- ACTION ITEM
An exact reproduction of all the entries below is required.

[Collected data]
//! Echo worker: replies to every payload with the same bytes.
//!
//! Used to exercise worker channels end to end. Flags make it misbehave in
//! the ways a real worker can.

use std::time::Duration;

use anyhow::{Context, Result};
use async_trait::async_trait;
use bytes::Bytes;
use clap::Parser;
use procchan_channel::{run_worker, PayloadHandler, WorkerExit};
use procchan_config::{LogLevel, LoggingConfig};
use procchan_ipc::StdioTransport;
use tracing::info;

#[derive(Parser, Debug)]
#[command(name = "procchan-echo-worker", about = "Echo worker for procchan channels")]
struct Args {
    /// Keep running after the terminate directive
    #[arg(long)]
    ignore_terminate: bool,

    /// Swallow SIGINT so only a hard kill stops the worker (Unix only)
    #[arg(long)]
    ignore_interrupt: bool,

    /// Exit after echoing this many payloads (0 exits at startup)
    #[arg(long)]
    exit_after: Option<usize>,

    /// Exit code used with --exit-after
    #[arg(long, default_value_t = 0)]
    exit_code: i32,

    /// Delay before each reply, in milliseconds
    #[arg(long, default_value_t = 0)]
    delay_ms: u64,

    /// Log level for stderr output
    #[arg(long, default_value = "warn")]
    log_level: String,
}

struct Echo {
    delay: Duration,
    ignore_terminate: bool,
    exit_after: Option<usize>,
    echoed: usize,
}

#[async_trait]
impl PayloadHandler for Echo {
    async fn handle(&mut self, payload: Bytes) -> Option<Bytes> {
        if !self.delay.is_zero() {
            tokio::time::sleep(self.delay).await;
        }
        self.echoed += 1;
        Some(payload)
    }

    fn accept_terminate(&mut self) -> bool {
        !self.ignore_terminate
    }

    fn finished(&self) -> bool {
        self.exit_after.is_some_and(|limit| self.echoed >= limit)
    }
}

#[cfg(unix)]
fn swallow_interrupts() -> Result<()> {
    use tokio::signal::unix::{signal, SignalKind};

    let mut interrupts =
        signal(SignalKind::interrupt()).context("Failed to listen for SIGINT")?;
    tokio::spawn(async move {
        while interrupts.recv().await.is_some() {
            info!("Ignoring interrupt");
        }
    });
    Ok(())
}

#[cfg(not(unix))]
fn swallow_interrupts() -> Result<()> {
    tracing::warn!("--ignore-interrupt has no effect on this platform");
    Ok(())
}

#[tokio::main(flavor = "current_thread")]
async fn main() -> Result<()> {
    let args = Args::parse();

    let logging = LoggingConfig {
        level: args.log_level.parse::<LogLevel>().unwrap_or_default(),
        ..Default::default()
    };
    procchan_logging::init_worker_logging(&logging)?;

    if args.ignore_interrupt {
        swallow_interrupts()?;
    }

    if args.exit_after == Some(0) {
        info!("Exiting at startup with code {}", args.exit_code);
        std::process::exit(args.exit_code);
    }

    let mut handler = Echo {
        delay: Duration::from_millis(args.delay_ms),
        ignore_terminate: args.ignore_terminate,
        exit_after: args.exit_after,
        echoed: 0,
    };

    let mut transport = StdioTransport::stdio();
    let exit = run_worker(&mut transport, &mut handler)
        .await
        .context("Worker control channel failed")?;

    info!("Echo worker done: {:?} after {} payloads", exit, handler.echoed);

    // Exit directly: a blocking stdin read must not hold up runtime shutdown
    let code = match exit {
        WorkerExit::Finished => args.exit_code,
        WorkerExit::Terminated | WorkerExit::Disconnected => 0,
    };
    std::process::exit(code);
}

- RESULT OF THE EXERCISE
//! Echo worker: replies to every payload with the same bytes.
//!
//! Used to exercise worker channels end to end. Flags make it misbehave in
//! the ways a real worker can.

use std::time::Duration;

use anyhow::{Context, Result};
use async_trait::async_trait;
use bytes::Bytes;
use clap::Parser;
use procchan_channel::{run_worker, PayloadHandler, WorkerExit};
use procchan_config::{LogLevel, LoggingConfig};
use procchan_ipc::StdioTransport;
use tracing::info;

#[derive(Parser, Debug)]
#[command(name = "procchan-echo-worker", about = "Echo worker for procchan channels")]
struct Args {
    /// Keep running after the terminate directive
    #[arg(long)]
    ignore_terminate: bool,

    /// Swallow SIGINT so only a hard kill stops the worker (Unix only)
    #[arg(long)]
    ignore_interrupt: bool,

    /// Exit after echoing this many payloads (0 exits at startup)
    #[arg(long)]
    exit_after: Option<usize>,

    /// Exit code used with --exit-after
    #[arg(long, default_value_t = 0)]
    exit_code: i32,

    /// Delay before each reply, in milliseconds
    #[arg(long, default_value_t = 0)]
    delay_ms: u64,

    /// Log level for stderr output
    #[arg(long, default_value = "warn")]
    log_level: String,
}

struct Echo {
    delay: Duration,
    ignore_terminate: bool,
    exit_after: Option<usize>,
    echoed: usize,
}

#[async_trait]
impl PayloadHandler for Echo {
    async fn handle(&mut self, payload: Bytes) -> Option<Bytes> {
        if !self.delay.is_zero() {
            tokio::time::sleep(self.delay).await;
        }
        self.echoed += 1;
        Some(payload)
    }

    fn accept_terminate(&mut self) -> bool {
        !self.ignore_terminate
    }

    fn finished(&self) -> bool {
        self.exit_after.is_some_and(|limit| self.echoed >= limit)
    }
}

#[cfg(unix)]
fn swallow_interrupts() -> Result<()> {
    use tokio::signal::unix::{signal, SignalKind};

    let mut interrupts =
        signal(SignalKind::interrupt()).context("Failed to listen for SIGINT")?;
    tokio::spawn(async move {
        while interrupts.recv().await.is_some() {
            info!("Ignoring interrupt");
        }
    });
    Ok(())
}

#[cfg(not(unix))]
fn swallow_interrupts() -> Result<()> {
    tracing::warn!("--ignore-interrupt has no effect on this platform");
    Ok(())
}

#[tokio::main(flavor = "current_thread")]
async fn main() -> Result<()> {
    let args = Args::parse();

    let logging = LoggingConfig {
        level: args.log_level.parse::<LogLevel>().unwrap_or_default(),
        ..Default::default()
    };
    procchan_logging::init_worker_logging(&logging)?;

    if args.ignore_interrupt {
        swallow_interrupts()?;
    }

    if args.exit_after == Some(0) {
        info!("Exiting at startup with code {}", args.exit_code);
        std::process::exit(args.exit_code);
    }

    let mut handler = Echo {
        delay: Duration::from_millis(args.delay_ms),
        ignore_terminate: args.ignore_terminate,
        exit_after: args.exit_after,
        echoed: 0,
    };

    let mut transport = StdioTransport::stdio();
    let exit = run_worker(&mut transport, &mut handler)
        .await
        .context("Worker control channel failed")?;

    info!("Echo worker done: {:?} after {} payloads", exit, handler.echoed);

    // Exit directly: a blocking stdin read must not hold up runtime shutdown
    let code = match exit {
        WorkerExit::Finished => args.exit_code,
        WorkerExit::Terminated | WorkerExit::Disconnected => 0,
    };
    std::process::exit(code);
}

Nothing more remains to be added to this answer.